**Task**
In the material below, find the line with "reconcile identity without" and the line with "let existing = client", then output those two lines and every line between them, exactly.

--- START ---

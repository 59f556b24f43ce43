//! Token store: key/value persistence for opaque token records.
//!
//! The [`TokenStore`] trait abstracts over storage backends:
//!
//! - [`MemoryTokenStore`]: in-process `DashMap` with an expiry heap swept
//!   by one background task.
//! - [`RedisTokenStore`]: external cache; TTL delegated to native expiry,
//!   keys namespaced by a per-deployment prefix.
//!
//! The backend is selected once at startup from a storage URI
//! (`memory:`, `redis://…`, `rediss://…`) by [`open`].

pub mod memory;
pub mod redis;

use std::sync::Arc;
use std::time::Duration;

use url::Url;

use crate::config::StorageConfig;
use crate::{Error, Result};

pub use memory::MemoryTokenStore;
pub use redis::RedisTokenStore;

/// Trait abstracting the token storage backend.
///
/// Implementations must be `Send + Sync` because the store is shared across
/// request handlers.
#[async_trait::async_trait]
pub trait TokenStore: Send + Sync + 'static {
    /// Store `value` under `key`, expiring after `ttl`. Overwrites any
    /// existing record and its expiry.
    async fn store(&self, key: &str, value: &str, ttl: Duration) -> Result<()>;

    /// Load the value under `key`.
    ///
    /// Returns [`Error::NotFound`] when the key is absent or expired, never a
    /// generic error, so callers can tell "unauthenticated" from "backend
    /// unavailable".
    async fn load(&self, key: &str) -> Result<String>;

    /// Delete `key`. Deleting an absent key is not an error.
    async fn delete(&self, key: &str) -> Result<()>;

    /// Whether a live record exists under `key`.
    async fn exists(&self, key: &str) -> Result<bool>;

    /// All live keys beginning with `prefix`, in no particular order.
    async fn list(&self, prefix: &str) -> Result<Vec<String>>;
}

/// Storage backend selected by the storage URI scheme.
#[derive(Debug, Clone, PartialEq, Eq)]
pub enum StorageBackend {
    /// In-process map (`memory:`)
    Memory,
    /// Redis (`redis://` or `rediss://`)
    Redis {
        /// Connection URL with the `prefix` parameter removed
        url: String,
        /// Storage-instance key prefix
        prefix: String,
    },
}

impl StorageBackend {
    /// Parse a storage URI. Unknown schemes are a configuration error.
    pub fn parse(uri: &str) -> Result<Self> {
        let Some((scheme, _)) = uri.split_once(':') else {
            return Err(Error::Config(format!("Invalid token storage URI: {uri}")));
        };

        match scheme {
            "memory" => Ok(Self::Memory),
            "redis" | "rediss" => {
                let mut parsed = Url::parse(uri)
                    .map_err(|e| Error::Config(format!("Invalid redis URI: {e}")))?;

                let mut prefix = String::new();
                let retained: Vec<(String, String)> = parsed
                    .query_pairs()
                    .filter_map(|(k, v)| {
                        if k == "prefix" {
                            prefix = v.into_owned();
                            None
                        } else {
                            Some((k.into_owned(), v.into_owned()))
                        }
                    })
                    .collect();

                if retained.is_empty() {
                    parsed.set_query(None);
                } else {
                    parsed.query_pairs_mut().clear().extend_pairs(retained);
                }

                Ok(Self::Redis {
                    url: parsed.to_string(),
                    prefix,
                })
            }
            other => Err(Error::Config(format!(
                "Unknown token storage type: {other}"
            ))),
        }
    }
}

/// Instantiate the configured backend.
///
/// The in-process backend starts its expiry sweeper, which exits when
/// `shutdown` fires.
pub async fn open(
    config: &StorageConfig,
    shutdown: tokio::sync::broadcast::Receiver<()>,
) -> Result<Arc<dyn TokenStore>> {
    match StorageBackend::parse(&config.uri)? {
        StorageBackend::Memory => {
            let store = Arc::new(MemoryTokenStore::new());
            memory::spawn_sweeper(Arc::clone(&store), config.sweep_interval, shutdown);
            tracing::info!("Using in-memory token storage");
            Ok(store)
        }
        StorageBackend::Redis { url, prefix } => {
            let store = RedisTokenStore::connect(&url, prefix).await?;
            Ok(Arc::new(store))
        }
    }
}
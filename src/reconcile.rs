//! User directory reconciliation.
//!
//! After a provider login the resolved identity is upserted as a `User`
//! object on the upstream so that cluster-side controllers can provision
//! for it. The upsert is idempotent: an existing object is left alone and a
//! create that races another create is not an error.

use std::sync::Arc;

use reqwest::StatusCode;
use serde_json::json;
use tracing::{debug, info};

use crate::config::ReconcileConfig;
use crate::gateway::proxy::UpstreamTransport;
use crate::identity::Identity;
use crate::{Error, Result};

/// Directory of known users.
#[async_trait::async_trait]
pub trait UserDirectory: Send + Sync + 'static {
    /// Ensure a record exists for `identity`.
    ///
    /// # Errors
    ///
    /// [`Error::Internal`] for any failure other than "already exists".
    async fn upsert(&self, identity: &Identity) -> Result<()>;
}

/// Directory used when reconciliation is disabled.
#[derive(Debug, Default)]
pub struct NoopDirectory;

#[async_trait::async_trait]
impl UserDirectory for NoopDirectory {
    async fn upsert(&self, _identity: &Identity) -> Result<()> {
        Ok(())
    }
}

/// `User` objects on the upstream API, written with the service credential.
pub struct KubeUserDirectory {
    transport: Arc<UpstreamTransport>,
    config: ReconcileConfig,
}

impl KubeUserDirectory {
    /// Create a directory writing through `transport`.
    pub fn new(transport: Arc<UpstreamTransport>, config: ReconcileConfig) -> Self {
        Self { transport, config }
    }

    fn collection_url(&self) -> String {
        format!(
            "{}{}",
            self.transport.base_url().trim_end_matches('/'),
            self.config.resource_path
        )
    }

    /// The object created for `identity`.
    #[must_use]
    pub fn user_object(&self, identity: &Identity) -> serde_json::Value {
        json!({
            "apiVersion": self.config.api_version,
            "kind": "User",
            "metadata": { "name": identity.uid },
            "spec": {
                "username": identity.username,
                "uid": identity.uid,
                "groups": identity.groups,
                "extra": identity.extra,
            }
        })
    }
}

#[async_trait::async_trait]
impl UserDirectory for KubeUserDirectory {
    async fn upsert(&self, identity: &Identity) -> Result<()> {
        if identity.uid.is_empty() {
            return Err(Error::Internal("cannot reconcile identity without uid".to_string()));
        }

        let client = self.transport.client()?;
        let token = self.transport.credentials().token();
        let collection = self.collection_url();

        let existing = client
            .get(format!("{collection}/{}", identity.uid))
            .bearer_auth(&token)
            .send()
            .await
            .map_err(|e| Error::Internal(format!("User lookup failed: {e}")))?;

        match existing.status() {
            status if status.is_success() => {
                debug!(uid = %identity.uid, "User already reconciled");
                return Ok(());
            }
            StatusCode::NOT_FOUND => {}
            status => {
                return Err(Error::Internal(format!("User lookup failed: HTTP {status}")));
            }
        }

        let created = client
            .post(&collection)
            .bearer_auth(&token)
            .json(&self.user_object(identity))
            .send()
            .await
            .map_err(|e| Error::Internal(format!("User create failed: {e}")))?;

        match created.status() {
            status if status.is_success() => {
                info!(uid = %identity.uid, "Created user");
                Ok(())
            }
            StatusCode::CONFLICT => Ok(()),
            status => Err(Error::Internal(format!("User create failed: HTTP {status}"))),
        }
    }
}
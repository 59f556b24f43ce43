//! Caller authentication.
//!
//! Resolution order:
//! - no credential: the fixed anonymous identity
//! - credential not of the form `Bearer <value>`: malformed
//! - `<value>` with the opaque token prefix: looked up in the token store
//! - anything else: a provider token, resolved through the provider profile
//!
//! Browsers cannot set headers on a WebSocket handshake, so an upgrade
//! request without `Authorization` may carry the credential in the `auth`
//! query parameter instead.

use std::sync::Arc;

use axum::{
    body::Body,
    extract::State,
    http::{HeaderMap, Request, Uri, header},
    middleware::Next,
    response::{IntoResponse, Response},
};
use tracing::{debug, warn};

use crate::identity::Identity;
use crate::oauth::{self, IdentityProvider};
use crate::tokens::{self, TokenManager};
use crate::{Error, Result};

/// Query parameter carrying the credential on WebSocket upgrades.
pub const WEBSOCKET_AUTH_PARAM: &str = "auth";

/// Resolves request credentials to identities.
pub struct Authenticator {
    tokens: Arc<TokenManager>,
    provider: Arc<dyn IdentityProvider>,
    default_group: String,
}

impl Authenticator {
    /// Create an authenticator.
    pub fn new(
        tokens: Arc<TokenManager>,
        provider: Arc<dyn IdentityProvider>,
        default_group: impl Into<String>,
    ) -> Self {
        Self {
            tokens,
            provider,
            default_group: default_group.into(),
        }
    }

    /// Resolve the identity behind a request's credential material.
    pub async fn authenticate(&self, headers: &HeaderMap, uri: &Uri) -> Result<Identity> {
        let Some(credential) = credential(headers, uri)? else {
            return Ok(Identity::anonymous());
        };

        let Some(bearer) = credential
            .strip_prefix("Bearer ")
            .or_else(|| credential.strip_prefix("bearer "))
        else {
            return Err(Error::Malformed(
                "expected Authorization: Bearer <token>".to_string(),
            ));
        };

        if tokens::is_opaque(bearer) {
            return self.tokens.resolve(bearer).await;
        }

        oauth::resolve_identity(self.provider.as_ref(), bearer, &self.default_group).await
    }
}

/// The raw credential of a request, if any.
///
/// An empty `Authorization` header counts as absent.
fn credential(headers: &HeaderMap, uri: &Uri) -> Result<Option<String>> {
    if let Some(value) = headers.get(header::AUTHORIZATION) {
        let value = value
            .to_str()
            .map_err(|_| Error::Malformed("Authorization header is not ASCII".to_string()))?;
        if !value.is_empty() {
            return Ok(Some(value.to_string()));
        }
    }

    if is_websocket_upgrade(headers) {
        let from_query = uri.query().and_then(|query| {
            url::form_urlencoded::parse(query.as_bytes())
                .find(|(k, _)| k == WEBSOCKET_AUTH_PARAM)
                .map(|(_, v)| v.into_owned())
        });
        return Ok(from_query.filter(|v| !v.is_empty()));
    }

    Ok(None)
}

fn is_websocket_upgrade(headers: &HeaderMap) -> bool {
    headers
        .get(header::UPGRADE)
        .and_then(|v| v.to_str().ok())
        .is_some_and(|v| v.eq_ignore_ascii_case("websocket"))
}

/// Authentication middleware.
///
/// Inserts the resolved [`Identity`] into request extensions; rejects the
/// request before any handler runs if resolution fails.
pub async fn auth_middleware(
    State(authenticator): State<Arc<Authenticator>>,
    mut request: Request<Body>,
    next: Next,
) -> Response {
    let path = request.uri().path().to_string();

    match authenticator
        .authenticate(request.headers(), request.uri())
        .await
    {
        Ok(identity) => {
            debug!(path = %path, user = %identity.username, "Authenticated request");
            request.extensions_mut().insert(identity);
            next.run(request).await
        }
        Err(e) => {
            warn!(path = %path, error = %e, "Authentication failed");
            e.into_response()
        }
    }
}

#[cfg(test)]
mod tests {
    use super::*;
    use crate::config::TokenConfig;
    use crate::oauth::Profile;
    use crate::oauth::testing::{StaticProvider, provider_token};
    use crate::store::MemoryTokenStore;
    use axum::http::HeaderValue;
    use pretty_assertions::assert_eq;
    use serde_json::json;
    use std::collections::BTreeMap;

    fn alice() -> Identity {
        Identity {
            uid: "alice".to_string(),
            username: "alice".to_string(),
            groups: vec!["team-x".to_string()],
            extra: BTreeMap::new(),
        }
    }

    fn authenticator() -> (Authenticator, Arc<TokenManager>) {
        let tokens = Arc::new(TokenManager::new(
            Arc::new(MemoryTokenStore::new()),
            TokenConfig::default(),
        ));
        let mut provider = StaticProvider::default();
        provider.profiles.insert(
            "u-9".to_string(),
            Profile {
                id: "u-9".to_string(),
                name: "dave".to_string(),
                ..Profile::default()
            },
        );
        (
            Authenticator::new(Arc::clone(&tokens), Arc::new(provider), "competitors"),
            tokens,
        )
    }

    fn headers(authorization: &str) -> HeaderMap {
        let mut headers = HeaderMap::new();
        headers.insert(header::AUTHORIZATION, HeaderValue::from_str(authorization).unwrap());
        headers
    }

    fn root() -> Uri {
        Uri::from_static("/api/v1/pods")
    }

    #[tokio::test]
    async fn no_credential_is_anonymous() {
        let (auth, _) = authenticator();
        let identity = auth.authenticate(&HeaderMap::new(), &root()).await.unwrap();
        assert_eq!(identity, Identity::anonymous());
    }

    #[tokio::test]
    async fn non_bearer_credential_is_malformed() {
        let (auth, _) = authenticator();
        let result = auth.authenticate(&headers("Basic dXNlcjpwYXNz"), &root()).await;
        assert!(matches!(result, Err(Error::Malformed(_))));
    }

    #[tokio::test]
    async fn issued_opaque_token_round_trips() {
        // GIVEN: a token issued for alice
        let (auth, tokens) = authenticator();
        let token = tokens.issue(&alice()).await.unwrap();

        // WHEN: it is presented
        let identity = auth
            .authenticate(&headers(&format!("Bearer {token}")), &root())
            .await
            .unwrap();

        // THEN: alice's identity comes back verbatim
        assert_eq!(identity, alice());
    }

    #[tokio::test]
    async fn unknown_opaque_token_is_invalid() {
        let (auth, _) = authenticator();
        let result = auth
            .authenticate(&headers("Bearer sk:alice:abc123"), &root())
            .await;
        assert!(matches!(result, Err(Error::Invalid(_))));
    }

    #[tokio::test]
    async fn opaque_prefix_wins_over_jwt_shape() {
        // GIVEN: a value that starts with the opaque prefix but is also JWT-shaped
        let (auth, _) = authenticator();
        let jwt_like = format!("sk:{}", provider_token(&json!({"userId": "u-9"})));

        // WHEN/THEN: it is looked up in the store, not sent to the provider
        let result = auth
            .authenticate(&headers(&format!("Bearer {jwt_like}")), &root())
            .await;
        assert!(matches!(result, Err(Error::Invalid(_))));
    }

    #[tokio::test]
    async fn provider_token_resolves_with_default_group() {
        let (auth, _) = authenticator();
        let token = provider_token(&json!({"userId": "u-9"}));

        let identity = auth
            .authenticate(&headers(&format!("Bearer {token}")), &root())
            .await
            .unwrap();

        assert_eq!(identity.uid, "u-9");
        assert_eq!(identity.username, "u-9");
        assert_eq!(identity.groups, vec!["competitors"]);
        assert_eq!(identity.extra["name"], "dave");
    }

    #[tokio::test]
    async fn garbage_provider_token_is_malformed() {
        let (auth, _) = authenticator();
        let result = auth.authenticate(&headers("Bearer not-a-jwt"), &root()).await;
        assert!(matches!(result, Err(Error::Malformed(_))));
    }

    #[tokio::test]
    async fn every_successful_path_yields_groups() {
        let (auth, tokens) = authenticator();
        let opaque = tokens.issue(&alice()).await.unwrap();
        let provider = provider_token(&json!({"userId": "u-9"}));

        for credential in [None, Some(opaque), Some(provider)] {
            let request_headers =
                credential.map_or_else(HeaderMap::new, |c| headers(&format!("Bearer {c}")));
            let identity = auth.authenticate(&request_headers, &root()).await.unwrap();
            assert!(!identity.groups.is_empty());
        }
    }

    #[tokio::test]
    async fn websocket_upgrade_reads_auth_query() {
        // GIVEN: an upgrade request carrying the credential in the query
        let (auth, tokens) = authenticator();
        let token = tokens.issue(&alice()).await.unwrap();
        let mut headers = HeaderMap::new();
        headers.insert(header::UPGRADE, HeaderValue::from_static("WebSocket"));
        let query: String = url::form_urlencoded::Serializer::new(String::new())
            .append_pair("auth", &format!("Bearer {token}"))
            .append_pair("follow", "true")
            .finish();
        let uri: Uri = format!("/api/v1/namespaces/x/pods/p/log?{query}").parse().unwrap();

        // WHEN/THEN: it authenticates as alice
        assert_eq!(auth.authenticate(&headers, &uri).await.unwrap(), alice());
    }

    #[tokio::test]
    async fn auth_query_is_ignored_without_upgrade() {
        let (auth, tokens) = authenticator();
        let token = tokens.issue(&alice()).await.unwrap();
        let uri: Uri = format!("/api?auth=Bearer%20{token}").parse().unwrap();

        let identity = auth.authenticate(&HeaderMap::new(), &uri).await.unwrap();

        assert!(identity.is_anonymous());
    }
}
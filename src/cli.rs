//! Command-line interface

use std::path::PathBuf;

use clap::{Parser, Subcommand};

/// Authenticating reverse proxy for the Kubernetes API
#[derive(Parser, Debug)]
#[command(name = "kube-auth-proxy")]
#[command(version, about, long_about = None)]
pub struct Cli {
    /// Path to configuration file (YAML)
    #[arg(short, long, env = "KUBE_AUTH_PROXY_CONFIG", global = true)]
    pub config: Option<PathBuf>,

    /// Port to listen on
    #[arg(short, long, env = "KUBE_AUTH_PROXY_PORT")]
    pub port: Option<u16>,

    /// Host to bind to
    #[arg(long, env = "KUBE_AUTH_PROXY_HOST")]
    pub host: Option<String>,

    /// Upstream API server URL
    #[arg(long, env = "KUBE_AUTH_PROXY_UPSTREAM_URL")]
    pub upstream: Option<String>,

    /// Token storage URI (`memory:`, `redis://…`)
    #[arg(long, env = "KUBE_AUTH_PROXY_STORAGE_URI")]
    pub storage: Option<String>,

    /// Log level (trace, debug, info, warn, error)
    #[arg(
        long,
        default_value = "info",
        env = "KUBE_AUTH_PROXY_LOG_LEVEL",
        global = true
    )]
    pub log_level: String,

    /// Log format (text, json)
    #[arg(long, env = "KUBE_AUTH_PROXY_LOG_FORMAT", global = true)]
    pub log_format: Option<String>,

    /// Subcommand (optional - defaults to server mode)
    #[command(subcommand)]
    pub command: Option<Command>,
}

/// Available subcommands
#[derive(Subcommand, Debug)]
pub enum Command {
    /// Start the proxy (default)
    Serve,

    /// Load and validate the configuration, then print it
    Check,
}

#[cfg(test)]
mod tests {
    use super::*;
    use clap::CommandFactory;

    #[test]
    fn cli_definition_is_consistent() {
        Cli::command().debug_assert();
    }

    #[test]
    fn overrides_parse() {
        let cli = Cli::try_parse_from([
            "kube-auth-proxy",
            "--port",
            "9090",
            "--storage",
            "redis://cache:6379/0",
            "check",
        ])
        .unwrap();

        assert_eq!(cli.port, Some(9090));
        assert_eq!(cli.storage.as_deref(), Some("redis://cache:6379/0"));
        assert!(matches!(cli.command, Some(Command::Check)));
    }
}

--- END ---

**Problem solution**
            return Err(Error::Internal("cannot reconcile identity without uid".to_string()));
        }

        let client = self.transport.client()?;
        let token = self.transport.credentials().token();
        let collection = self.collection_url();

        let existing = client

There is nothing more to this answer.